It’s a summer’s day, you’re playing hockey in the street with your pals, as all North American kids your age do, when you notice what appears to be a Super Nintendo cartridge lying on the ‘side-walk’. You run over to it and read the label – sound it out – “Maaa-rii-O’sss…Taiii-mmm…Maa-sheeennn – Mario’s Time Machine! Cool! A new Mario game! And he can travel through time!” You reach down to pick it up, but it’s pulling away from you, across the front lawn, up the driveway – it’s attached to a length of string! You follow the cartridge-on-string up the driveway, and you notice the garage door rolling up ever so slowly. It’s a surprise from Mom and Dad!, you think to yourself, squinting to see what might lie beyond the gaping maw. As your young eyes adjust to the dark, you begin to make out shapes of a chair, a desk, an apple, a man with right arm outstretched. Depth of field returns to you, and shapes give way to objects. The apple, red and juicy, sits gleaming atop the desk beside pencils, books and sheets of paper; the chair tucked neatly underneath.

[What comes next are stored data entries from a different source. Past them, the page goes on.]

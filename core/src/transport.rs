//! Following links over HTTP.
//!
//! # Design
//! A transition is split the same way the I/O boundary is: `build_request`
//! turns a link and its parameters into an `HttpRequest`, the transport's
//! `HttpClient` executes it, and `parse_response` decodes the result.
//! `transition` runs all three. Nothing here holds mutable state, so one
//! transport can serve concurrent transitions.

use std::fmt;
use std::sync::Arc;

use serde::Deserialize;
use serde_json::{Map, Value};
use url::Url;

use crate::document::{self, Decoded};
use crate::error::{DecodeError, Result, TransportError};
use crate::headers::resolve_headers;
use crate::http::{HttpClient, HttpRequest, HttpResponse, UreqClient};
use crate::link::{Action, Link, Location};
use crate::session::{default_session, Session};
use crate::validate::validate_url;

/// Parameter values keyed by field name.
pub type Params = Map<String, Value>;

/// How `post`/`put`/`patch` parameters are written into the request body.
#[derive(Debug, Clone, Copy, Default, PartialEq, Eq, Deserialize)]
#[serde(rename_all = "lowercase")]
pub enum BodyEncoding {
    #[default]
    Json,
    Form,
}

impl BodyEncoding {
    pub fn content_type(&self) -> &'static str {
        match self {
            BodyEncoding::Json => "application/json",
            BodyEncoding::Form => "application/x-www-form-urlencoded",
        }
    }
}

/// The transports a session can hold.
#[derive(Debug, Clone)]
pub enum Transport {
    Http(HttpTransport),
}

impl Transport {
    pub fn supported_schemes(&self) -> &[String] {
        match self {
            Transport::Http(http) => http.supported_schemes(),
        }
    }

    pub fn supports(&self, scheme: &str) -> bool {
        self.supported_schemes().iter().any(|s| s == scheme)
    }

    pub fn transition(
        &self,
        link: &Link,
        params: &Params,
        session: Option<&Session>,
    ) -> Result<Option<Decoded>> {
        match self {
            Transport::Http(http) => http.transition(link, params, session),
        }
    }
}

impl From<HttpTransport> for Transport {
    fn from(http: HttpTransport) -> Self {
        Transport::Http(http)
    }
}

/// HTTP/HTTPS transport.
#[derive(Clone)]
pub struct HttpTransport {
    schemes: Vec<String>,
    encoding: BodyEncoding,
    client: Arc<dyn HttpClient>,
}

impl fmt::Debug for HttpTransport {
    fn fmt(&self, f: &mut fmt::Formatter<'_>) -> fmt::Result {
        f.debug_struct("HttpTransport")
            .field("schemes", &self.schemes)
            .field("encoding", &self.encoding)
            .finish_non_exhaustive()
    }
}

impl Default for HttpTransport {
    fn default() -> Self {
        Self::new(BodyEncoding::default())
    }
}

impl HttpTransport {
    pub fn new(encoding: BodyEncoding) -> Self {
        Self {
            schemes: vec!["http".to_string(), "https".to_string()],
            encoding,
            client: Arc::new(UreqClient::default()),
        }
    }

    /// Replace the client that performs the network call.
    pub fn with_client(mut self, client: Arc<dyn HttpClient>) -> Self {
        self.client = client;
        self
    }

    /// Restrict or extend the URL schemes this transport accepts.
    pub fn with_schemes(mut self, schemes: &[&str]) -> Self {
        self.schemes = schemes.iter().map(|s| s.to_ascii_lowercase()).collect();
        self
    }

    pub fn supported_schemes(&self) -> &[String] {
        &self.schemes
    }

    pub fn encoding(&self) -> BodyEncoding {
        self.encoding
    }

    /// Follow `link` with `params`, dispatching exactly one request.
    ///
    /// Without a session the process default session supplies credentials
    /// and headers. Returns `None` when the response body is empty.
    pub fn transition(
        &self,
        link: &Link,
        params: &Params,
        session: Option<&Session>,
    ) -> Result<Option<Decoded>> {
        let session = session.unwrap_or_else(|| default_session());
        let request = self.build_request(link, params, session)?;
        log::debug!("{} {}", request.method, request.url);
        let response = self.client.execute(request)?;
        self.parse_response(response)
    }

    /// Build the request for `link` without performing any I/O.
    pub fn build_request(
        &self,
        link: &Link,
        params: &Params,
        session: &Session,
    ) -> Result<HttpRequest> {
        validate_url(link.url(), &self.schemes)?;
        let parts = partition(link, params);

        let expanded = expand_path(link.url(), &parts.path);
        let mut url = Url::parse(&expanded).map_err(|source| TransportError::InvalidUrl {
            url: expanded.clone(),
            source,
        })?;

        let action = link.action();
        if action == Action::Get {
            let pairs: Vec<(&String, String)> = parts
                .query
                .iter()
                .flat_map(|(name, value)| query_values(value).into_iter().map(move |text| (name, text)))
                .collect();
            if !pairs.is_empty() {
                let mut query = url.query_pairs_mut();
                for (name, text) in &pairs {
                    query.append_pair(name, text);
                }
            }
        }

        let mut headers = resolve_headers(session, &url);
        let body = match action {
            Action::Post | Action::Put | Action::Patch => self.encode_body(parts.body)?,
            Action::Get | Action::Delete => None,
        };
        if body.is_some() {
            headers.insert("content-type", self.encoding.content_type());
        }

        Ok(HttpRequest {
            method: action.method(),
            url: url.to_string(),
            headers: headers.into_vec(),
            body,
        })
    }

    /// Decode a response. An empty body yields `None`.
    pub fn parse_response(&self, response: HttpResponse) -> Result<Option<Decoded>> {
        if !(200..300).contains(&response.status) {
            log::debug!("{} responded with status {}", response.url, response.status);
        }
        if response.body.is_empty() {
            return Ok(None);
        }
        if let Some(content_type) = response.header("content-type") {
            if !is_json(content_type) {
                return Err(DecodeError::UnsupportedMediaType(content_type.to_string()).into());
            }
        }
        let value: Value = serde_json::from_slice(&response.body).map_err(DecodeError::from)?;
        Ok(Some(document::decode(value, &response.url)?))
    }

    fn encode_body(&self, body: Option<Value>) -> Result<Option<String>> {
        let Some(value) = body else {
            return Ok(None);
        };
        match self.encoding {
            BodyEncoding::Json => Ok(Some(value.to_string())),
            BodyEncoding::Form => {
                let Value::Object(map) = value else {
                    return Err(TransportError::InvalidParameters(
                        "form encoding needs an object body".to_string(),
                    ));
                };
                let mut form = url::form_urlencoded::Serializer::new(String::new());
                for (name, value) in &map {
                    for text in query_values(value) {
                        form.append_pair(name, &text);
                    }
                }
                Ok(Some(form.finish()))
            }
        }
    }
}

/// Parameters sorted by where they go in the request.
#[derive(Debug, Default)]
struct Parts {
    query: Params,
    path: Params,
    body: Option<Value>,
}

/// A `body` parameter replaces the whole payload; otherwise `form`
/// parameters are collected into an object.
fn partition(link: &Link, params: &Params) -> Parts {
    let mut parts = Parts::default();
    let mut form = Params::new();
    let mut body = None;

    for (name, value) in params {
        match link.location_of(name) {
            Location::Query => {
                parts.query.insert(name.clone(), value.clone());
            }
            Location::Path => {
                parts.path.insert(name.clone(), value.clone());
            }
            Location::Form => {
                form.insert(name.clone(), value.clone());
            }
            Location::Body => body = Some(value.clone()),
        }
    }

    parts.body = body.or_else(|| (!form.is_empty()).then_some(Value::Object(form)));
    parts
}

/// Fill `{name}` placeholders. Unknown placeholders expand to nothing.
fn expand_path(template: &str, path: &Params) -> String {
    let mut out = String::with_capacity(template.len());
    let mut rest = template;
    while let Some(start) = rest.find('{') {
        let Some(len) = rest[start..].find('}') else {
            break;
        };
        out.push_str(&rest[..start]);
        let name = &rest[start + 1..start + len];
        if let Some(value) = path.get(name) {
            // byte_serialize escapes a literal '+', so any '+' left is a space.
            let text = scalar_text(value);
            let encoded: String = url::form_urlencoded::byte_serialize(text.as_bytes()).collect();
            out.push_str(&encoded.replace('+', "%20"));
        }
        rest = &rest[start + len + 1..];
    }
    out.push_str(rest);
    out
}

/// Query and form values: arrays repeat the key and nulls are dropped.
fn query_values(value: &Value) -> Vec<String> {
    match value {
        Value::Null => Vec::new(),
        Value::Array(items) => items
            .iter()
            .filter(|item| !item.is_null())
            .map(scalar_text)
            .collect(),
        other => vec![scalar_text(other)],
    }
}

fn scalar_text(value: &Value) -> String {
    match value {
        Value::String(s) => s.clone(),
        other => other.to_string(),
    }
}

fn is_json(content_type: &str) -> bool {
    let essence = content_type
        .split(';')
        .next()
        .unwrap_or_default()
        .trim()
        .to_ascii_lowercase();
    essence == "application/json" || essence.ends_with("+json")
}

This familiar conglomerate of images evokes a feeling of immediate danger; you swirl them around in your head as if to taste them all. DANGER. Before you hear the next five words, you know you want to run, but you can’t. Your joints are frozen; your legs like pylons sink into the concrete floor. All you can do is look, listen, and taste. The figure steps out from the shadows – it’s your father, and his right hand is holding a stick of chalk. Your dread is confirmed by the final image – a blackboard mounted on the wall behind him – and those five, fateful words:
“WELCOME TO HISTORY CLASS, SON!”
Your summer is ended.
Fade to black.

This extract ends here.